Immunotherapy resistance in non-small cell lung cancer: from mechanisms to therapeutic opportunities.

Abstract

This review provides a comprehensive synthesis of current knowledge on immunotherapy resistance in non-small cell lung cancer (NSCLC), a disease that accounts for approximately 85% of all lung cancer cases and remains the leading cause of cancer-related death worldwide. Although immune checkpoint inhibitors (ICIs) have significantly improved survival for a subset of patients with advanced NSCLC, over 70% of cases ultimately exhibit primary or acquired resistance, underscoring the urgent need to understand the underlying mechanisms. The review categorizes resistance into tumor-intrinsic and tumor-extrinsic processes and provides an in-depth mechanistic analysis of how factors such as tumor antigen loss, impaired antigen presentation, cGAS-STING pathway dysregulation, metabolic reprogramming in tumor microenvironment (TME), immune cell exhaustion, and microbiomes collectively contribute to immune escape. In parallel, the influence of the lung and gut microbiome on shaping immunotherapy responses is discussed, with emphasis on microbial dysbiosis, immunosuppressive metabolite production, and TME remodeling. Therapeutic strategies to overcome resistance are also discussed, including combination approaches involving chemotherapy, radiotherapy, and antiangiogenic agents, as well as epigenetic modulators (HDAC and BET inhibitors).

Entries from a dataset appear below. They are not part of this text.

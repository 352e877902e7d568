//! MEM_TOPOLOGY and CONNECTIVITY record parsing
//!
//! Both sections are a 32-bit count followed by fixed-size records:
//!
//! | section      | records at | stride | fields                                   |
//! |--------------|------------|--------|------------------------------------------|
//! | MEM_TOPOLOGY | 8          | 40     | type, used, pad[6], size, base, tag[16]  |
//! | CONNECTIVITY | 4          | 12     | arg_index, ip_layout_index, mem_index    |

use super::reader::ByteReader;
use super::types::{ArgInfo, ConnectivityEdge, MemoryRegion, ParseWarning};
use super::XclbinError;

pub const MEM_DATA_OFFSET: usize = 8;
pub const MEM_DATA_SIZE: usize = 40;
pub const CONNECTION_OFFSET: usize = 4;
pub const CONNECTION_SIZE: usize = 12;

const MEM_TAG_LEN: usize = 16;

fn record_count(reader: &ByteReader<'_>, section: &str) -> Result<usize, XclbinError> {
    let count = reader.i32_at(0)?;
    if count < 0 {
        return Err(XclbinError::MalformedSection(format!(
            "{} declares a negative record count ({})",
            section, count
        )));
    }
    Ok(count as usize)
}

/// Parse every region of the memory topology, used or not
pub fn parse_mem_topology(payload: &[u8]) -> Result<Vec<MemoryRegion>, XclbinError> {
    let reader = ByteReader::new(payload, "MEM_TOPOLOGY");
    let count = record_count(&reader, "MEM_TOPOLOGY")?;

    reader
        .records(MEM_DATA_OFFSET, MEM_DATA_SIZE, count)?
        .map(|mem| {
            Ok(MemoryRegion {
                used: mem.u8_at(1)? != 0,
                size_kb: mem.u64_at(8)?,
                base_address: mem.u64_at(16)?,
                tag: mem.c_str_at(24, MEM_TAG_LEN)?,
            })
        })
        .collect()
}

/// Parse the connectivity edges in section order
pub fn parse_connectivity(payload: &[u8]) -> Result<Vec<ConnectivityEdge>, XclbinError> {
    let reader = ByteReader::new(payload, "CONNECTIVITY");
    let count = record_count(&reader, "CONNECTIVITY")?;

    reader
        .records(CONNECTION_OFFSET, CONNECTION_SIZE, count)?
        .map(|conn| {
            Ok(ConnectivityEdge {
                arg_index: conn.i32_at(0)?,
                ip_layout_index: conn.i32_at(4)?,
                mem_data_index: conn.i32_at(8)?,
            })
        })
        .collect()
}

/// Apply connectivity edges to the argument table
///
/// Edges are applied in input order, so the last edge naming an argument
/// decides its tag. Edges pointing at unknown arguments are skipped, and an
/// edge pointing at an unused or missing region clears the tag.
pub fn apply_connectivity(
    args: &mut [ArgInfo],
    regions: &[MemoryRegion],
    edges: &[ConnectivityEdge],
    warnings: &mut Vec<ParseWarning>,
) {
    for edge in edges {
        let arg = match usize::try_from(edge.arg_index)
            .ok()
            .and_then(|i| args.get_mut(i))
        {
            Some(arg) => arg,
            None => {
                tracing::warn!(
                    "Connectivity references unknown argument {} (table has {})",
                    edge.arg_index,
                    args.len()
                );
                warnings.push(ParseWarning::DanglingConnectivity {
                    arg_index: edge.arg_index,
                });
                continue;
            }
        };

        let region = usize::try_from(edge.mem_data_index)
            .ok()
            .and_then(|i| regions.get(i))
            .filter(|r| r.used);

        let tag = match region {
            Some(region) => Some(region.tag.clone()),
            None => {
                tracing::warn!(
                    "Argument {} connected to unused or unknown memory region {}",
                    arg.index,
                    edge.mem_data_index
                );
                warnings.push(ParseWarning::UnmappedMemoryRegion {
                    arg_index: arg.index,
                    mem_data_index: edge.mem_data_index,
                });
                None
            }
        };

        if let (Some(previous), Some(next)) = (&arg.tag, &tag) {
            if previous != next {
                tracing::debug!(
                    "Argument {} ('{}') re-tagged from {} to {}",
                    arg.index,
                    arg.name,
                    previous,
                    next
                );
            }
        }
        arg.tag = tag;
    }
}
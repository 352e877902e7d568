//! Device session
//!
//! Binds one parsed container to one physical device: selects the device,
//! owns the command queue, the program built from the container and one
//! kernel handle per kernel in the container.

pub mod buffers;
pub mod pipeline;

use crate::backend::{AcceleratorApi, DeviceError, DeviceResult, QueueProperties};
use crate::loader::xclbin::XclbinContainer;

pub use buffers::{BufferManager, BufferRecord};
pub use pipeline::{ExecutionPipeline, PipelineError, PipelineState};

/// Session bound to a single device
///
/// Fields drop in declaration order: kernels, program, queue, context.
pub struct DeviceSession<A: AcceleratorApi> {
    kernels: Vec<A::Kernel>,
    program: A::Program,
    queue: A::Queue,
    context: A::Context,
    device: A::Device,
    kernel_names: Vec<String>,
    platform_name: String,
    device_name: String,
    api: A,
}

impl<A: AcceleratorApi> DeviceSession<A> {
    /// Find the device the container targets and load the container on it
    ///
    /// The first platform named like the container vendor and the first
    /// device on it named like the container target win. Devices reporting
    /// "not available" are skipped.
    pub fn open(api: A, container: &XclbinContainer, binary: &[u8]) -> DeviceResult<Self> {
        let vendor = container.vendor();
        let target = container.device_name();
        let mut seen_platforms = Vec::new();
        let mut seen_devices = Vec::new();

        for platform in api.platforms()? {
            let platform_name = api.platform_name(&platform)?;
            tracing::info!("Found platform: {}", platform_name);
            seen_platforms.push(platform_name.clone());
            if platform_name != vendor {
                continue;
            }

            for device in api.accelerator_devices(&platform)? {
                let device_name = api.device_name(&device)?;
                tracing::info!("Found device: {}", device_name);
                seen_devices.push(device_name.clone());
                if device_name != target {
                    continue;
                }

                let context = match api.create_context(&device) {
                    Ok(context) => context,
                    Err(e) if e.is_recoverable() => {
                        tracing::info!("Device {} not available, skipping", device_name);
                        continue;
                    }
                    Err(e) => return Err(e),
                };
                tracing::info!("Using {}", device_name);

                return Self::bind(api, container, binary, context, device, platform_name, device_name);
            }
        }

        Err(DeviceError::DeviceNotFound {
            vendor: vendor.to_string(),
            device: target.to_string(),
            platforms: seen_platforms,
            devices: seen_devices,
        })
    }

    fn bind(
        api: A,
        container: &XclbinContainer,
        binary: &[u8],
        context: A::Context,
        device: A::Device,
        platform_name: String,
        device_name: String,
    ) -> DeviceResult<Self> {
        let queue = api.create_queue(&context, &device, QueueProperties::pipelined())?;
        let program = api.create_program(&context, &device, binary).map_err(|e| {
            if let DeviceError::ProgramBuild { binary_status, .. } = &e {
                tracing::error!("Failed to program device {}: binary status {}", device_name, binary_status);
            }
            e
        })?;

        let kernel_names: Vec<String> = container.kernel_names().map(str::to_string).collect();
        let kernels = kernel_names
            .iter()
            .map(|name| api.create_kernel(&program, name))
            .collect::<DeviceResult<Vec<_>>>()?;
        tracing::debug!("Created {} kernel handle(s): {:?}", kernels.len(), kernel_names);

        Ok(DeviceSession {
            kernels,
            program,
            queue,
            context,
            device,
            kernel_names,
            platform_name,
            device_name,
            api,
        })
    }

    pub fn api(&self) -> &A {
        &self.api
    }

    pub fn context(&self) -> &A::Context {
        &self.context
    }

    pub fn queue(&self) -> &A::Queue {
        &self.queue
    }

    pub fn device(&self) -> &A::Device {
        &self.device
    }

    pub fn program(&self) -> &A::Program {
        &self.program
    }

    pub fn kernels(&self) -> &[A::Kernel] {
        &self.kernels
    }

    pub fn kernel(&self, index: usize) -> Option<&A::Kernel> {
        self.kernels.get(index)
    }

    pub fn kernel_names(&self) -> &[String] {
        &self.kernel_names
    }

    pub fn platform_name(&self) -> &str {
        &self.platform_name
    }

    pub fn device_name(&self) -> &str {
        &self.device_name
    }
}

impl<A: AcceleratorApi> std::fmt::Debug for DeviceSession<A> {
    fn fmt(&self, f: &mut std::fmt::Formatter<'_>) -> std::fmt::Result {
        f.debug_struct("DeviceSession")
            .field("platform", &self.platform_name)
            .field("device", &self.device_name)
            .field("kernels", &self.kernel_names)
            .finish()
    }
}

Moreover, the review explores bispecific antibodies, antibody-drug conjugates, and small-molecule agents that enhance T cell function or disrupt immunosuppressive signaling networks. By integrating insights from preclinical models and clinical trials, the review underscores the necessity of biomarker-guided patient stratification, combination immunotherapy approaches, and interventions that restore tumor immunogenicity. It concludes that a multipronged therapeutic strategy, one that addresses both immune evasion and TME-induced suppression, holds the greatest promise for improving response durability and advancing personalized immunotherapy for NSCLC.